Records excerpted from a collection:
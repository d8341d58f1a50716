//! Twilio Programmable Messaging channel.

use std::time::Duration;

use async_trait::async_trait;
use serde::Deserialize;
use tracing::{debug, warn};

use crate::channels::{Delivery, NotifyChannel};
use crate::error::ChannelError;
use crate::message::AlertMessage;

/// Default Twilio REST API base URL.
pub const DEFAULT_TWILIO_API_BASE: &str = "https://api.twilio.com";

/// Fallback when Twilio omits `Retry-After` on a 429.
const DEFAULT_RETRY_AFTER_SECS: u64 = 60;

/// Twilio account credentials.
#[derive(Debug, Clone)]
pub struct SmsConfig {
    pub account_sid: String,
    pub auth_token: String,
    /// Sender number in E.164 form.
    pub from_number: String,
    /// Overridable for tests.
    pub api_base: String,
}

impl SmsConfig {
    /// Build a config, returning `None` when any credential is blank.
    #[must_use]
    pub fn new(account_sid: &str, auth_token: &str, from_number: &str) -> Option<Self> {
        if account_sid.trim().is_empty()
            || auth_token.trim().is_empty()
            || from_number.trim().is_empty()
        {
            return None;
        }
        Some(Self {
            account_sid: account_sid.trim().to_string(),
            auth_token: auth_token.trim().to_string(),
            from_number: from_number.trim().to_string(),
            api_base: DEFAULT_TWILIO_API_BASE.to_string(),
        })
    }

    #[must_use]
    pub fn with_api_base(mut self, api_base: impl Into<String>) -> Self {
        self.api_base = api_base.into();
        self
    }

    fn messages_url(&self) -> String {
        format!(
            "{}/2010-04-01/Accounts/{}/Messages.json",
            self.api_base.trim_end_matches('/'),
            self.account_sid
        )
    }
}

/// SMS channel backed by the Twilio Messages API.
pub struct SmsChannel {
    config: Option<SmsConfig>,
    recipients: Vec<String>,
    client: reqwest::Client,
}

impl SmsChannel {
    /// `request_timeout` bounds each Twilio call, so one stuck recipient
    /// cannot hide the ones already sent.
    pub fn new(
        config: Option<SmsConfig>,
        recipients: Vec<String>,
        request_timeout: Duration,
    ) -> Result<Self, ChannelError> {
        if config.is_none() {
            debug!("SMS notifications disabled (Twilio credentials missing)");
        }
        let client = reqwest::Client::builder().timeout(request_timeout).build()?;
        Ok(Self {
            config,
            recipients,
            client,
        })
    }
}

#[async_trait]
impl NotifyChannel for SmsChannel {
    fn name(&self) -> &'static str {
        "sms"
    }

    fn enabled(&self) -> bool {
        self.config.is_some() && !self.recipients.is_empty()
    }

    async fn send(&self, message: &AlertMessage) -> Result<Delivery, ChannelError> {
        let config = self.config.as_ref().ok_or_else(|| {
            ChannelError::NotConfigured(
                "TWILIO_ACCOUNT_SID / TWILIO_AUTH_TOKEN / TWILIO_FROM_NUMBER".to_string(),
            )
        })?;

        let url = config.messages_url();
        let body = message.text();
        let mut delivery = Delivery::default();
        let mut rate_limited = None;

        for to in &self.recipients {
            debug!(channel = "sms", to = %to, "Sending SMS");

            let response = match self
                .client
                .post(&url)
                .basic_auth(&config.account_sid, Some(&config.auth_token))
                .form(&[
                    ("To", to.as_str()),
                    ("From", config.from_number.as_str()),
                    ("Body", body.as_str()),
                ])
                .send()
                .await
            {
                Ok(r) => r,
                Err(e) => {
                    warn!(channel = "sms", to = %to, error = %e, "Twilio request failed");
                    delivery.record_failed(to, e.to_string());
                    continue;
                }
            };

            let status = response.status();
            if status.is_success() {
                let sid = response
                    .json::<TwilioMessage>()
                    .await
                    .map(|m| m.sid)
                    .unwrap_or_default();
                debug!(channel = "sms", to = %to, sid = %sid, "SMS accepted");
                delivery.record_sent(to);
            } else if status == reqwest::StatusCode::TOO_MANY_REQUESTS {
                let retry_after = response
                    .headers()
                    .get(reqwest::header::RETRY_AFTER)
                    .and_then(|v| v.to_str().ok())
                    .and_then(|v| v.parse().ok())
                    .unwrap_or(DEFAULT_RETRY_AFTER_SECS);
                warn!(channel = "sms", to = %to, retry_after, "Twilio rate limited");
                rate_limited = Some(retry_after);
                delivery.record_failed(to, format!("rate limited ({retry_after}s)"));
            } else {
                let body = response.text().await.unwrap_or_default();
                let reason = serde_json::from_str::<TwilioError>(&body)
                    .map(|e| format!("{status} code={} {}", e.code.unwrap_or_default(), e.message))
                    .unwrap_or_else(|_| format!("{status}: {body}"));
                warn!(channel = "sms", to = %to, reason = %reason, "Twilio rejected message");
                delivery.record_failed(to, reason);
            }
        }

        delivery.into_result(rate_limited)
    }
}

// =============================================================================
// Twilio API types
// =============================================================================

#[derive(Debug, Deserialize)]
struct TwilioMessage {
    sid: String,
}

#[derive(Debug, Deserialize)]
struct TwilioError {
    #[serde(default)]
    code: Option<u32>,
    #[serde(default)]
    message: String,
}

#[cfg(test)]
mod tests {
    use super::*;
    use crate::message::Severity;
    use wiremock::matchers::{body_string_contains, header_exists, method, path};
    use wiremock::{Mock, MockServer, ResponseTemplate};

    const TIMEOUT: Duration = Duration::from_secs(5);

    fn config(server: &MockServer) -> SmsConfig {
        SmsConfig::new("AC123", "secret", "+15550000")
            .unwrap()
            .with_api_base(server.uri())
    }

    #[test]
    fn test_blank_credentials_disable_channel() {
        assert!(SmsConfig::new("AC123", "", "+15550000").is_none());
        let channel = SmsChannel::new(None, vec!["+15551111".to_string()], TIMEOUT).unwrap();
        assert!(!channel.enabled());
    }

    #[test]
    fn test_no_recipients_disables_channel() {
        let config = SmsConfig::new("AC123", "secret", "+15550000");
        let channel = SmsChannel::new(config, vec![], TIMEOUT).unwrap();
        assert!(!channel.enabled());
    }

    #[tokio::test]
    async fn test_send_posts_form_to_twilio() {
        let server = MockServer::start().await;
        Mock::given(method("POST"))
            .and(path("/2010-04-01/Accounts/AC123/Messages.json"))
            .and(header_exists("authorization"))
            .and(body_string_contains("From=%2B15550000"))
            .respond_with(
                ResponseTemplate::new(201).set_body_json(serde_json::json!({"sid": "SM1"})),
            )
            .expect(2)
            .mount(&server)
            .await;

        let channel = SmsChannel::new(
            Some(config(&server)),
            vec!["+15551111".to_string(), "+15552222".to_string()],
            TIMEOUT,
        )
        .unwrap();
        let msg = AlertMessage::new(Severity::Critical, "backlog", "total=22");

        let delivery = channel.send(&msg).await.unwrap();
        assert_eq!(delivery.sent, vec!["+15551111", "+15552222"]);
        assert!(delivery.failed.is_empty());
    }

    #[tokio::test]
    async fn test_rejection_reports_twilio_error() {
        let server = MockServer::start().await;
        Mock::given(method("POST"))
            .respond_with(ResponseTemplate::new(400).set_body_json(serde_json::json!({
                "code": 21211,
                "message": "Invalid 'To' Phone Number"
            })))
            .mount(&server)
            .await;

        let channel =
            SmsChannel::new(Some(config(&server)), vec!["+1".to_string()], TIMEOUT).unwrap();
        let msg = AlertMessage::new(Severity::Critical, "backlog", "");

        let err = channel.send(&msg).await.unwrap_err();
        assert!(err.to_string().contains("21211"));
    }

    #[tokio::test]
    async fn test_rate_limit_maps_to_error() {
        let server = MockServer::start().await;
        Mock::given(method("POST"))
            .respond_with(ResponseTemplate::new(429).insert_header("Retry-After", "12"))
            .mount(&server)
            .await;

        let channel =
            SmsChannel::new(Some(config(&server)), vec!["+15551111".to_string()], TIMEOUT)
                .unwrap();
        let msg = AlertMessage::new(Severity::Critical, "backlog", "");

        let err = channel.send(&msg).await.unwrap_err();
        assert!(matches!(
            err,
            ChannelError::RateLimited {
                retry_after_secs: 12
            }
        ));
    }

    #[tokio::test]
    async fn test_slow_recipient_times_out_without_losing_the_rest() {
        let server = MockServer::start().await;
        Mock::given(method("POST"))
            .and(body_string_contains("To=%2B15552222"))
            .respond_with(
                ResponseTemplate::new(201)
                    .set_body_json(serde_json::json!({"sid": "SM2"}))
                    .set_delay(Duration::from_secs(3)),
            )
            .mount(&server)
            .await;
        Mock::given(method("POST"))
            .respond_with(
                ResponseTemplate::new(201).set_body_json(serde_json::json!({"sid": "SM1"})),
            )
            .mount(&server)
            .await;

        let channel = SmsChannel::new(
            Some(config(&server)),
            vec!["+15551111".to_string(), "+15552222".to_string()],
            Duration::from_millis(300),
        )
        .unwrap();
        let msg = AlertMessage::new(Severity::Critical, "backlog", "total=21");

        let delivery = channel.send(&msg).await.unwrap();
        assert_eq!(delivery.sent, vec!["+15551111"]);
        assert_eq!(delivery.failed.len(), 1);
        assert_eq!(delivery.failed[0].recipient, "+15552222");
    }
}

## [WORK TASK]
Beginning with the top line of the data above, output every line exactly until the one that contains "Fallback when Twilio", and include that one too.

## [WRITTEN SOLUTION]
repository d8341d58f1a50716
//! Twilio Programmable Messaging channel.

use std::time::Duration;

use async_trait::async_trait;
use serde::Deserialize;
use tracing::{debug, warn};

use crate::channels::{Delivery, NotifyChannel};
use crate::error::ChannelError;
use crate::message::AlertMessage;

/// Default Twilio REST API base URL.
pub const DEFAULT_TWILIO_API_BASE: &str = "https://api.twilio.com";

/// Fallback when Twilio omits `Retry-After` on a 429.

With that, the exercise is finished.